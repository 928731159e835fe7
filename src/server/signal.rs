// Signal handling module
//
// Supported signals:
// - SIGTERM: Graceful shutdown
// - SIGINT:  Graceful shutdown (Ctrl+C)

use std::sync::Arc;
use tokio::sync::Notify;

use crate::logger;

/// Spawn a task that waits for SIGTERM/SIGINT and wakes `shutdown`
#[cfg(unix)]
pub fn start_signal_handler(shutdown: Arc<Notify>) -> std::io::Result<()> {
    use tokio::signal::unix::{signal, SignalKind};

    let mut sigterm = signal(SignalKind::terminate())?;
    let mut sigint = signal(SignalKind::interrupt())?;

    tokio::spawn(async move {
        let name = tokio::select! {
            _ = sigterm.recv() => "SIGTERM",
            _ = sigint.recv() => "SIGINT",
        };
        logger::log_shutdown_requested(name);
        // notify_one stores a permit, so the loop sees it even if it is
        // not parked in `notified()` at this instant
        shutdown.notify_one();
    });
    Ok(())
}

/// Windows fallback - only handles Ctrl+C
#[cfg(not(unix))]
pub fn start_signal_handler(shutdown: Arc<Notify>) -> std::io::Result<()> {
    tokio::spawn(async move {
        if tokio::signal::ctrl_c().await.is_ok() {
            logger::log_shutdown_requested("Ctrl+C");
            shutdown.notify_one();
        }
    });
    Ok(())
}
* * * * * * * * *
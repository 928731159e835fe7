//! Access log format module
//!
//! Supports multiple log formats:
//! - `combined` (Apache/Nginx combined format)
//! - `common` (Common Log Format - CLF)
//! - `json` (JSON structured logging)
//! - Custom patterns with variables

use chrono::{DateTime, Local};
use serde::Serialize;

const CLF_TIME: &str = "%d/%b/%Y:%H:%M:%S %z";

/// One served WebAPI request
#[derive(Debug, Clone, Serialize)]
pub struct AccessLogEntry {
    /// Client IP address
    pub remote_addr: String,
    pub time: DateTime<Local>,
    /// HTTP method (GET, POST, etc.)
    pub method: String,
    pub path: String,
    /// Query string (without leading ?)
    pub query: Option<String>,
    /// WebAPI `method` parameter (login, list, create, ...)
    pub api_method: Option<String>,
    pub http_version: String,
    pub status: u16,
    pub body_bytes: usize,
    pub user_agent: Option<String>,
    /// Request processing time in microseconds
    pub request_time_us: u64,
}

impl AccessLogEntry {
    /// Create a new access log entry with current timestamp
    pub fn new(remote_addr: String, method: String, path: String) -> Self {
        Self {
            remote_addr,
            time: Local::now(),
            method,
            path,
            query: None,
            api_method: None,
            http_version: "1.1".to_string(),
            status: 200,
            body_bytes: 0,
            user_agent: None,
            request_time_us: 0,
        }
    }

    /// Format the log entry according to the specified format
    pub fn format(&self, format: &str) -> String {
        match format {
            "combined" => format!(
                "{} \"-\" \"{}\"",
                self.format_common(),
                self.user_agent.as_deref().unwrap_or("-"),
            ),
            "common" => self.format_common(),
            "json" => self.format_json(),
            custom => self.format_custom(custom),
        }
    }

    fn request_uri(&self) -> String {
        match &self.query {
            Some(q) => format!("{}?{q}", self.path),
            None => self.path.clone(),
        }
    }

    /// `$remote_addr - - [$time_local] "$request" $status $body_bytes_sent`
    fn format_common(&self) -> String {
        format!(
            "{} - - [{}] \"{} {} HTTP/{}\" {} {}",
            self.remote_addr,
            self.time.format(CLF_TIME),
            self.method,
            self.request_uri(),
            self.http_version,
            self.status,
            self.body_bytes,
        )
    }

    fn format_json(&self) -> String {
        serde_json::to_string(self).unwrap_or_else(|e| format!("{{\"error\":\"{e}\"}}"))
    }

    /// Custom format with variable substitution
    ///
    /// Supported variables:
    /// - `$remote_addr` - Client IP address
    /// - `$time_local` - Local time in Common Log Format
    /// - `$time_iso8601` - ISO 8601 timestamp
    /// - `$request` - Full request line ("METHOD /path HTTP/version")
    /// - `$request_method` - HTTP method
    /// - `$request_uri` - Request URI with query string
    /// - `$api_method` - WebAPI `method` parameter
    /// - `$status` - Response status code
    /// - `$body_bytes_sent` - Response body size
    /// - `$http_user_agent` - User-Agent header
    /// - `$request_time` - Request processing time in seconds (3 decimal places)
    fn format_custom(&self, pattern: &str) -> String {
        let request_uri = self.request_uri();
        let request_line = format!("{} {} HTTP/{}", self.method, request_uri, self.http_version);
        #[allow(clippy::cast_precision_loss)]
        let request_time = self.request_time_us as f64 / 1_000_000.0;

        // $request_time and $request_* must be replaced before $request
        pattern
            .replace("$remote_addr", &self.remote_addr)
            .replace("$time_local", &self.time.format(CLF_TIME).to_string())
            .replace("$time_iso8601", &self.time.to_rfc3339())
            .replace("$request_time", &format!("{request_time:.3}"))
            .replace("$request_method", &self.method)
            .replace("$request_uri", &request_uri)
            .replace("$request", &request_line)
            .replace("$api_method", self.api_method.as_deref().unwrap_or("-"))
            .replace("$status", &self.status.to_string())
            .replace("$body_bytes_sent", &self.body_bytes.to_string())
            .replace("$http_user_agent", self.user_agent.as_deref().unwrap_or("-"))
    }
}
* * * * * * * * *
:: Exercise ::
For the material above, reproduce exactly the lines from the line with "in Common Log Format" to the line with "- User-Agent header", inclusive, and exclude all others.

:: Solution to this exercise ::
    /// - `$time_local` - Local time in Common Log Format
    /// - `$time_iso8601` - ISO 8601 timestamp
    /// - `$request` - Full request line ("METHOD /path HTTP/version")
    /// - `$request_method` - HTTP method
    /// - `$request_uri` - Request URI with query string
    /// - `$api_method` - WebAPI `method` parameter
    /// - `$status` - Response status code
    /// - `$body_bytes_sent` - Response body size
    /// - `$http_user_agent` - User-Agent header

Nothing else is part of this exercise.